Il s’imaginait dans un songe à l’air particulièrement réel. Il était dans le salon, assis dans le canapé, un couteau à la main. Les lumières étaient éteintes, la nuit enveloppait la pièce. Aucun bruit ne filtrait. Alors il montait à l’étage et parfaitement silencieusement égorgeait ses enfants l’un après l’autre. Il se sentait étrangement calme, apaisé. Aucune précipitation dans son geste. Il agissait avec précision et détermination. Puis il redescendait et prenait le chemin de sa chambre pour faire subir le même sort à son épouse. Comme s’il allait chercher une ampoule neuve ou un sac poubelle, il se dirigeait vers le garage pour y prendre les outils dans la brouette. À ce moment-là il se réveilla en sursaut avec un cri étouffé. Il était à nouveau en sueur. Il alla dans la cuisine se servir un verre d’eau. Il but lentement, pour redescendre de son cauchemar, et retourna se coucher. Melissa était pelotonnée dans la couette. Il se glissa de son côté du lit sans la réveiller.
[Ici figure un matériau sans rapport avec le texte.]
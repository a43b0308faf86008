//! Growth engine
//!
//! Owns the real network, the adjacent-possible ledger and the snapshot
//! sequence. Each step enumerates new positions, materialises them in an
//! [`Exploration`], scores and selects one candidate and joins a new real
//! node wired exactly like the chosen position.
//!
//! Steps are atomic: everything fallible runs against copies, and engine
//! state is only committed once the new snapshot and its log record exist.

use crate::config::ModelConfig;
use crate::error::{GrowthError, SelectionError};
use crate::exploration::Exploration;
use crate::logging::{StepLog, StepRecord};
use crate::network::{Network, SCORE_ATTRIBUTE};
use crate::score::ScoreFunction;
use crate::select::SelectionPolicy;
use crate::snapshot::Snapshot;
use crate::state_machine::validate_transition;
use crate::template::{AdjacentPossible, InsertionTemplate, Position};
use crate::types::{EngineState, NodeId, RunId};
use rand::RngCore;
use std::sync::Arc;
use tracing::{debug, info, warn};

#[derive(Debug)]
pub struct GrowthEngine {
    config: ModelConfig,
    run_id: RunId,
    state: EngineState,
    template: Box<dyn InsertionTemplate>,
    score: Box<dyn ScoreFunction>,
    policy: Box<dyn SelectionPolicy>,
    network: Network,
    possible: AdjacentPossible,
    pivot: Option<NodeId>,
    snapshots: Vec<Arc<Snapshot>>,
    log: StepLog,
}

/// Outcome of one committed step.
#[derive(Debug, Clone, PartialEq)]
pub struct StepOutcome {
    pub node: NodeId,
    pub position: Position,
    pub candidates: usize,
    pub score: f64,
}

impl GrowthEngine {
    /// Validate `config`, build the seed network and record its snapshot once
    /// per seed node.
    pub fn new(config: ModelConfig) -> Result<Self, GrowthError> {
        config.validate()?;
        let template = config.template.build();
        let score = config.score.build()?;
        let policy = config.select.build()?;

        let mut network = config.seed.build(config.initial_size)?;
        let seed_scores = score.score(&network)?;
        network.set_node_attributes(SCORE_ATTRIBUTE, &seed_scores);

        let seed = Arc::new(Snapshot::new(network.clone()));
        let snapshots = vec![seed; network.node_count()];
        let run_id = RunId::new();

        let mut engine = Self {
            log: StepLog::new(run_id, network.node_count()),
            config,
            run_id,
            state: EngineState::Uninitialized,
            template,
            score,
            policy,
            network,
            possible: AdjacentPossible::new(),
            pivot: None,
            snapshots,
        };
        engine.transition(EngineState::Ready)?;

        info!(
            run = %engine.run_id,
            label = %engine.config.label(),
            seed = engine.config.seed.name(),
            nodes = engine.network.node_count(),
            "growth engine ready"
        );
        Ok(engine)
    }

    /// Grow until the network holds `target` real nodes.
    ///
    /// Returns the number of steps taken. A failed step aborts the call;
    /// snapshots committed so far stay, and a later call resumes from them.
    pub fn grow(&mut self, target: usize, rng: &mut dyn RngCore) -> Result<usize, GrowthError> {
        let current = self.network.node_count();
        if target < current {
            return Err(GrowthError::InvalidTarget { target, current });
        }
        if target == current {
            if self.state != EngineState::Done {
                self.transition(EngineState::Done)?;
            }
            return Ok(0);
        }

        self.transition(EngineState::Growing)?;
        info!(run = %self.run_id, from = current, target, "growing network");

        for _ in current..target {
            if let Err(err) = self.advance(rng) {
                warn!(run = %self.run_id, step = self.network.node_count(), error = %err, "growth step failed");
                return Err(err);
            }
        }

        self.transition(EngineState::Done)?;
        info!(
            run = %self.run_id,
            nodes = self.network.node_count(),
            edges = self.network.edge_count(),
            pending = self.possible.len(),
            "growth finished"
        );
        Ok(target - current)
    }

    /// Run a single step.
    pub fn step(&mut self, rng: &mut dyn RngCore) -> Result<StepOutcome, GrowthError> {
        self.transition(EngineState::Growing)?;
        self.advance(rng)
    }

    fn advance(&mut self, rng: &mut dyn RngCore) -> Result<StepOutcome, GrowthError> {
        let mut fresh = self
            .template
            .enumerate(&self.network, self.possible.len(), self.pivot)?;
        if fresh.is_empty() && self.possible.is_empty() && self.pivot.is_some() {
            debug!("local update found nothing, repopulating globally");
            fresh = self.template.enumerate(&self.network, 0, None)?;
        }

        let pending: Vec<Position> = self
            .possible
            .positions()
            .iter()
            .cloned()
            .chain(fresh.iter().cloned())
            .collect();
        if pending.is_empty() {
            return Err(SelectionError::NoCandidates.into());
        }

        let exploration = Exploration::materialize(&self.network, &pending)?;
        let scores = if self.policy.needs_scores() {
            exploration.score(self.score.as_ref(), self.config.evaluation)?
        } else {
            exploration.unit_scores()
        };
        let chosen = self.policy.select(&scores, rng)?;
        let index = exploration
            .position_index(chosen)
            .ok_or_else(|| GrowthError::Internal(format!("selected {chosen} is not a candidate")))?;
        let position = pending[index].clone();
        let chosen_score = scores.get(&chosen).copied().unwrap_or_default();

        let mut grown = self.network.clone();
        let node = join(&mut grown, &position)?;
        let snapshot_scores = self.score.score(&grown)?;
        grown.set_node_attributes(SCORE_ATTRIBUTE, &snapshot_scores);
        let snapshot = Snapshot::new(grown.clone());

        let record = StepRecord::new(
            node.index(),
            node,
            position.clone(),
            pending.len(),
            chosen_score,
            snapshot.fingerprint().to_string(),
        );
        self.log.append(record)?;

        self.possible.extend(fresh);
        self.possible.take(index);
        self.network = grown;
        self.snapshots.push(Arc::new(snapshot));
        self.pivot = Some(node);

        debug!(
            node = %node,
            position = %position,
            candidates = pending.len(),
            score = chosen_score,
            pending = self.possible.len(),
            "node joined"
        );

        Ok(StepOutcome {
            node,
            position,
            candidates: pending.len(),
            score: chosen_score,
        })
    }

    fn transition(&mut self, to: EngineState) -> Result<(), GrowthError> {
        validate_transition(self.state, to)?;
        self.state = to;
        Ok(())
    }

    pub fn config(&self) -> &ModelConfig {
        &self.config
    }

    pub fn run_id(&self) -> RunId {
        self.run_id
    }

    pub fn state(&self) -> EngineState {
        self.state
    }

    /// Real network as of the last committed step.
    pub fn network(&self) -> &Network {
        &self.network
    }

    /// Snapshot `i` is the network as of node `i`'s creation; seed nodes all
    /// share the seed snapshot.
    pub fn snapshots(&self) -> &[Arc<Snapshot>] {
        &self.snapshots
    }

    pub fn latest_snapshot(&self) -> Option<&Arc<Snapshot>> {
        self.snapshots.last()
    }

    pub fn adjacent_possible(&self) -> &AdjacentPossible {
        &self.possible
    }

    /// Node joined by the last step.
    pub fn pivot(&self) -> Option<NodeId> {
        self.pivot
    }

    pub fn log(&self) -> &StepLog {
        &self.log
    }
}

/// Add a real node wired like `position`.
fn join(network: &mut Network, position: &Position) -> Result<NodeId, GrowthError> {
    let node = network.add_node();
    for &source in position.sources() {
        network.add_edge(source, node)?;
    }
    for &target in position.targets() {
        network.add_edge(node, target)?;
    }
    Ok(node)
}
Lorsque son réveil sonna le lendemain il se sentit parfaitement reposé, comme il ne l’avait pas été depuis des lustres. Il prit une minute ou deux pour s’étirer. Melissa dormait toujours. Comme il savait qu’elle travaillait plus tard aujourd’hui, il la laissa finir tranquillement sa nuit et fila vers la cuisine pour son habituel café en solitaire. Finalement il avait eu tort d’avoir peur de s’endormir. Il avait suffi de cette nuit pour qu’il retrouve la forme, malgré un cauchemar particulièrement horrible. Il déroula machinalement les nouvelles de ses réseaux sociaux et sirotant son café près de la fenêtre. Il commençait à faire vraiment beau, l’été était tout proche. Après un moment, il se rendit compte que l’heure tournait et que les enfants et Melissa allaient finir par être en retard. Il retourna à la chambre. En entrant dans la pièce il remarqua à nouveau une tache rouge sur la moquette, près du lit. Encore une vision. Il était bien décidé à ne plus se laisser faire. Il cligna quelques fois des yeux, secoua son crâne comme pour remettre ses idées en place. Mais la tache ne partait pas. Il s’approcha, tout près de Melissa, et vit une goutte perler de la couette, et venir s’écraser au milieu de la tache sur la moquette. Puis une autre. Et encore une. Franck écarta délicatement la couette. Les gouttes qui suintaient provenaient du matelas. Il rejeta alors complètement la couette. Melissa baignait dans une mare écarlate. Sa peau était froide, blanche, exsangue. Mais Franck lui sourit. Il sut que le double sourire de Melissa, celui qui se dessinait sur ses lèvres et celui qui ouvrait sa gorge, était le signe de sa propre délivrance. Parce qu’à cet instant, Franck comprit que ses rêves n’en étaient plus, et qu’il serait enfin en paix avec lui-même.